Левин стал на ноги, снял пальто и, разбежавшись по шершавому у домика льду, выбежал на гладкий лед и покатился без усилия, как будто одною своею волей убыстряя, укорачивая и направляя бег. Он приблизился к ней с робостью, но опять ее улыбка успокоила его.

Она подала ему руку, и они пошли рядом, прибавляя хода, и чем быстрее, тем крепче она сжимала его руку.

— С вами я бы скорее выучилась, я почему-то уверена в вас, — сказала она ему.

— И я уверен в себе, когда вы опираетесь на меня, — сказал он, но тотчас же испугался того, что сказал, и покраснел. И действительно, как только он произнес эти слова, вдруг, как солнце зашло за тучи, лицо ее утратило всю свою ласковость, и Левин узнал знакомую игру ее лица, означавшую усилие мысли: на гладком лбу ее вспухла морщинка.

— У вас нет ничего неприятного? Впрочем, я не имею права спрашивать, — быстро проговорил он.

— Отчего же?.. Нет, у меня ничего нет неприятного, — отвечала она холодно и тотчас же прибавила: — Вы не видели mademoiselle Linon?

— Нет еще.

— Подите к ней, она так вас любит.

«Что это? Я огорчил ее. Господи, помоги мне!» — подумал Левин и побежал к старой француженке с седыми букольками, сидевшей на скамейке. Улыбаясь и выставляя свои фальшивые зубы, она встретила его, как старого друга.

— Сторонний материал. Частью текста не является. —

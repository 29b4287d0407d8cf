use num_bigint::{BigInt, BigUint};

// 18 decimal fixed point
pub const WAD_DECIMALS: u32 = 18;
// Internal precision of the log/exp and elliptic math
pub const HIGH_PRECISION_DECIMALS: u32 = 36;

// Weighted pools refuse trades moving more than 30% of a balance
pub const MAX_IN_RATIO: u64 = 300_000_000_000_000_000;
pub const MAX_OUT_RATIO: u64 = 300_000_000_000_000_000;

// Relative error allowed on pow results (1e-14 in 18 decimals)
pub const MAX_POW_RELATIVE_ERROR: u64 = 10_000;

pub const AMP_PRECISION: u64 = 1_000;
pub const STABLE_MAX_ITERATIONS: usize = 255;

// Corrections applied to an exact output quote before giving up
pub const ROUND_TRIP_MAX_STEPS: usize = 32;

pub const DEFAULT_SPLIT_STEPS: usize = 20;
pub const MAX_ROUTE_ATTEMPTS: usize = 2;

#[allow(non_snake_case)]
pub fn ONE() -> BigUint {
    BigUint::from(10u64).pow(WAD_DECIMALS)
}

#[allow(non_snake_case)]
pub fn ONE_HP() -> BigInt {
    BigInt::from(10u64).pow(HIGH_PRECISION_DECIMALS)
}
pub mod pool;
pub use super::types;
pub use anyhow::Result;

— Да, вот растем, — сказала она ему, указывая глазами на Кити, — и стареем. Tiny bear[3] уже стал большой! — продолжала француженка, смеясь, и напомнила ему его шутку о трех барышнях, которых он называл тремя медведями из английской сказки. — Помните, вы, бывало, так говорили?

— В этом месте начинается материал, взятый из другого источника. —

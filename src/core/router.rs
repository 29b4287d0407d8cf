use super::constants::MAX_ROUTE_ATTEMPTS;
use super::optimization::optimize_route;
use super::token_graph::build_graph;
use super::types::{GraphTraversalConfig, Pool, PoolMap, ProtocolVersion, SwapKind, SwapRoute};
use num_bigint::BigUint;
use tokio_util::sync::CancellationToken;

/// Everything needed to route one request inside one universe.
#[derive(Clone, Debug)]
pub struct UniverseQuery {
    pub universe: ProtocolVersion,
    pub token_in: String,
    pub token_out: String,
    pub swap_kind: SwapKind,
    pub amount: BigUint,
    pub traversal: GraphTraversalConfig,
    pub split_steps: usize,
}

/// Builds the graph once, then enumerates and prices paths. When nothing
/// prices feasibly the search is repeated once with one more ordinary hop
/// allowed. `None` means the universe has no route.
pub fn route_universe(
    query: &UniverseQuery,
    pools: &[Pool],
    cancel: &CancellationToken,
) -> Option<SwapRoute> {
    let pools: Vec<Pool> = pools
        .iter()
        .filter(|p| p.protocol_version == query.universe)
        .cloned()
        .collect();
    let graph = build_graph(&pools, query.universe);
    let pool_map: PoolMap = pools.into_iter().map(|p| (p.id.clone(), p)).collect();

    let mut traversal = query.traversal.clone();
    for attempt in 1..=MAX_ROUTE_ATTEMPTS {
        let paths = graph.find_paths_until(&query.token_in, &query.token_out, &traversal, cancel);
        tracing::debug!(
            target: "router",
            universe=%query.universe,
            attempt,
            max_depth=traversal.max_depth,
            paths=paths.len(),
            "Enumerated candidate paths"
        );

        if let Some(route) = optimize_route(
            &paths,
            &pool_map,
            query.swap_kind,
            &query.amount,
            traversal.max_paths,
            query.split_steps,
            cancel,
        ) {
            return Some(route);
        }
        if cancel.is_cancelled() {
            break;
        }
        traversal.max_depth += 1;
    }

    tracing::debug!(target: "router", universe=%query.universe, "No feasible route");
    None
}

#[cfg(test)]
mod tests {
    use super::*;
    use crate::core::constants::ONE;
    use crate::core::types::{PoolToken, PoolType, Token};

    fn pair(id: &str, a: &str, b: &str, balance: u64) -> Pool {
        Pool {
            id: id.to_string(),
            address: id.to_string(),
            protocol_version: ProtocolVersion::V3,
            pool_type: PoolType::Weighted {
                weights: vec![ONE() / 2u32, ONE() / 2u32],
            },
            tokens: vec![
                PoolToken::new(Token::new(a, 18), ONE() * BigUint::from(balance)),
                PoolToken::new(Token::new(b, 18), ONE() * BigUint::from(balance)),
            ],
            swap_fee: ONE() * 3u32 / 1_000u32,
        }
    }

    fn query(max_depth: usize) -> UniverseQuery {
        UniverseQuery {
            universe: ProtocolVersion::V3,
            token_in: "a".to_string(),
            token_out: "d".to_string(),
            swap_kind: SwapKind::GivenIn,
            amount: ONE() * 10u32,
            traversal: GraphTraversalConfig {
                max_depth,
                max_boosted_depth: 0,
                max_paths: 4,
            },
            split_steps: 20,
        }
    }

    #[test]
    fn retry_adds_one_hop() {
        let pools = vec![pair("ab", "a", "b", 1_000), pair("bc", "b", "c", 1_000), pair("cd", "c", "d", 1_000)];
        let cancel = CancellationToken::new();

        let route = route_universe(&query(2), &pools, &cancel).unwrap();
        assert_eq!(route.paths[0].path.hops.len(), 3);

        // Only one retry is made
        assert!(route_universe(&query(1), &pools, &cancel).is_none());
    }

    #[test]
    fn other_universe_pools_are_ignored() {
        let mut v2 = pair("ad", "a", "d", 1_000);
        v2.protocol_version = ProtocolVersion::V2;
        let cancel = CancellationToken::new();
        assert!(route_universe(&query(3), &[v2], &cancel).is_none());
    }
}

Он решительно не помнил этого, но она уже лет десять смеялась этой шутке и любила ее.

— Ну, идите, идите кататься. А хорошо стала кататься наша Кити, не правда ли?

Когда Левин опять подбежал к Кити, лицо ее уже было не строго, глаза смотрели так же правдиво и ласково, но Левину показалось, что в ласковости ее был особенный, умышленно спокойный тон. И ему стало грустно. Поговорив о своей старой гувернантке, о ее странностях, она спросила его о его жизни.

— Неужели вам не скучно зимою в деревне? — сказала она.

— Нет, не скучно, я очень занят, — сказал он, чувствуя, что она подчиняет его своему спокойному тону, из которого он не в силах будет выйти, так же как это было в начале зимы.

— Вы надолго приехали? — спросила его Кити.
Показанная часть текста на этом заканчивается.